- Born: January 13, 1918
- Died: November 30, 2005 (age 87)
- Occupation(s): Television producer, director

= Herbert L. Strock =

American film director

Herbert L. Strock (January 13, 1918 – November 30, 2005) was an American television producer and director, and a B-movie director of titles such as I Was a Teenage Frankenstein (1957), How to Make a Monster (1958), and The Crawling Hand (1963).

==Career==

Strock was born in Boston, and moved with his family to Los Angeles when he was 13. By 17, while a student at Beverly Hills High School, Strock was director of gossip columnist Jimmy Fidler's Hollywood segments for Fox Movietone News. Strock graduated in 1941 from USC, where he studied journalism and film. During World War II, he served in the Army's Ordnance Motion Picture Division. He was assistant editor on the 1944 film Gaslight for MGM.

In a "pioneering" television career that began in the 1940s, Strock was involved with many television series including The Cases of Eddie Drake. Highway Patrol, Sea Hunt, Science Fiction Theatre and I Led 3 Lives for Ziv Television Programs, and Sky King and The Veil.

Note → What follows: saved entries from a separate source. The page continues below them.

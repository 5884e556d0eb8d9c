//! Entry points used by views
//!
//! [`TracksController`] handles "play this track from this list";
//! [`PlayerController`] maps transport buttons onto the service.

use crate::error::{PlaybackError, Result};
use crate::manager::{NavigationOutcome, PlaybackService};
use crate::types::{RepeatMode, ShuffleMode};
use std::sync::Arc;
use tempo_core::{TrackId, TrackProvider, TrackStore};
use tracing::{debug, info, warn};

/// What `play_track` ended up doing
#[derive(Debug, Clone, PartialEq, Eq)]
pub enum PlayTrackOutcome {
    /// The requested track is playing
    Playing,

    /// It was already the current, playing track
    AlreadyPlaying,

    /// Loaded, but the platform wants a user gesture before playing
    AwaitingGesture,

    /// The requested track was unplayable; navigation moved on
    Skipped(NavigationOutcome),

    /// The requested track was unplayable and nothing follows it
    Unplayable,

    /// Another selection took over while loading
    Superseded,
}

/// Track list interactions
pub struct TracksController {
    service: Arc<PlaybackService>,
    store: Arc<TrackStore>,
}

impl TracksController {
    pub fn new(service: Arc<PlaybackService>) -> Self {
        let store = Arc::clone(service.tracks());
        Self { service, store }
    }

    /// Reload tracks and favorites from a provider
    pub async fn load_catalogue(&self, provider: &dyn TrackProvider) -> Result<()> {
        self.store.refresh(provider).await?;
        Ok(())
    }

    /// Play `id` with `playlist` as the new playlist
    ///
    /// Unknown tracks and tracks without a payload hand over to the next
    /// playlist entry when there is one. A track whose payload fails
    /// validation does the same. An autoplay refusal is not an error.
    pub async fn play_track(&self, id: &TrackId, playlist: Vec<TrackId>) -> Result<PlayTrackOutcome> {
        let index = playlist.iter().position(|entry| entry == id);
        let has_following = index.is_some_and(|i| i + 1 < playlist.len());
        let track = self.store.get(id);

        debug!(
            track_id = %id,
            known = track.is_some(),
            has_audio = track.as_ref().is_some_and(tempo_core::Track::has_audio),
            "play_track requested"
        );

        if !track.as_ref().is_some_and(tempo_core::Track::has_audio) {
            warn!(track_id = %id, "Track missing or without audio");
            if !has_following {
                return Ok(PlayTrackOutcome::Unplayable);
            }
            self.service.set_playlist(playlist);
            self.service.set_current_index(index)?;
            return Ok(self.skip_ahead().await);
        }

        let status = self.service.status();
        let is_current = status.current_track_id.as_ref() == Some(id);
        if is_current && status.is_playing {
            debug!(track_id = %id, "Track already playing");
            return Ok(PlayTrackOutcome::AlreadyPlaying);
        }
        if status.is_playing && !is_current {
            self.service.pause()?;
        }

        self.service.set_playlist(playlist);
        self.service.set_current_index(index)?;

        match self.service.select_track(id).await {
            Ok(()) => {}
            Err(PlaybackError::Superseded) => return Ok(PlayTrackOutcome::Superseded),
            Err(e) if e.is_unplayable() => {
                warn!(track_id = %id, error = %e, "Unplayable track, trying the next one");
                if has_following {
                    return Ok(self.skip_ahead().await);
                }
                return Err(e);
            }
            Err(e) => return Err(e),
        }

        match self.service.play().await {
            Ok(()) => {
                info!(track_id = %id, "Playback started");
                Ok(PlayTrackOutcome::Playing)
            }
            Err(e) if e.is_blocked() => {
                warn!(track_id = %id, "Autoplay blocked, waiting for user gesture");
                Ok(PlayTrackOutcome::AwaitingGesture)
            }
            Err(PlaybackError::Superseded) => Ok(PlayTrackOutcome::Superseded),
            Err(e) => Err(e),
        }
    }

    async fn skip_ahead(&self) -> PlayTrackOutcome {
        match self.service.next().await {
            Ok(outcome) => PlayTrackOutcome::Skipped(outcome),
            Err(e) => {
                warn!(error = %e, "Moving to the next track failed");
                PlayTrackOutcome::Skipped(NavigationOutcome::Exhausted {
                    attempts: 0,
                    last_error: Some(e.to_string()),
                })
            }
        }
    }
}

/// Transport controls
pub struct PlayerController {
    service: Arc<PlaybackService>,
}

impl PlayerController {
    pub fn new(service: Arc<PlaybackService>) -> Self {
        Self { service }
    }

    pub async fn play(&self) -> Result<()> {
        self.service.play().await
    }

    pub fn pause(&self) -> Result<()> {
        self.service.pause()
    }

    /// Pause when playing, play otherwise; returns whether it is now playing
    pub async fn toggle_play_pause(&self) -> Result<bool> {
        if self.service.is_playing() {
            self.service.pause()?;
            Ok(false)
        } else {
            self.service.play().await?;
            Ok(true)
        }
    }

    pub async fn next(&self) -> Result<NavigationOutcome> {
        self.service.next().await
    }

    pub async fn previous(&self) -> Result<NavigationOutcome> {
        self.service.previous().await
    }

    pub fn seek(&self, time: f64) -> Result<()> {
        self.service.seek(time)
    }

    pub fn set_volume(&self, volume: f64) -> Result<f64> {
        self.service.set_volume(volume)
    }

    pub fn toggle_repeat(&self) -> RepeatMode {
        self.service.toggle_repeat()
    }

    pub fn toggle_shuffle(&self) -> ShuffleMode {
        self.service.toggle_shuffle()
    }

    pub fn skip_forward(&self) -> Result<()> {
        self.service.skip_forward()
    }

    pub fn skip_backward(&self) -> Result<()> {
        self.service.skip_backward()
    }
}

Other directorial efforts included I Was a Teenage Frankenstein, Blood of Dracula and How to Make a Monster for producer Herman Cohen and Ivan Tors' "Office of Scientific Investigation" trilogy, which included The Magnetic Monster, Riders to the Stars and Gog, which was shot in 3-D, as well as the Korean War film Battle Taxi.

Strock directed several Warner Bros. Television series such as The Alaskans, Bronco, Maverick, Sugarfoot, Colt .45, 77 Sunset Strip and Cheyenne. He continued with the B pictures The Crawling Hand, The Devil's Messenger which was an edited television pilot and Rider on a Dead Horse.

In 2000, Strock published a memoir, Picture Perfect.

==Death==

Strock died after a car accident in Moreno Valley, California on November 30, 2005.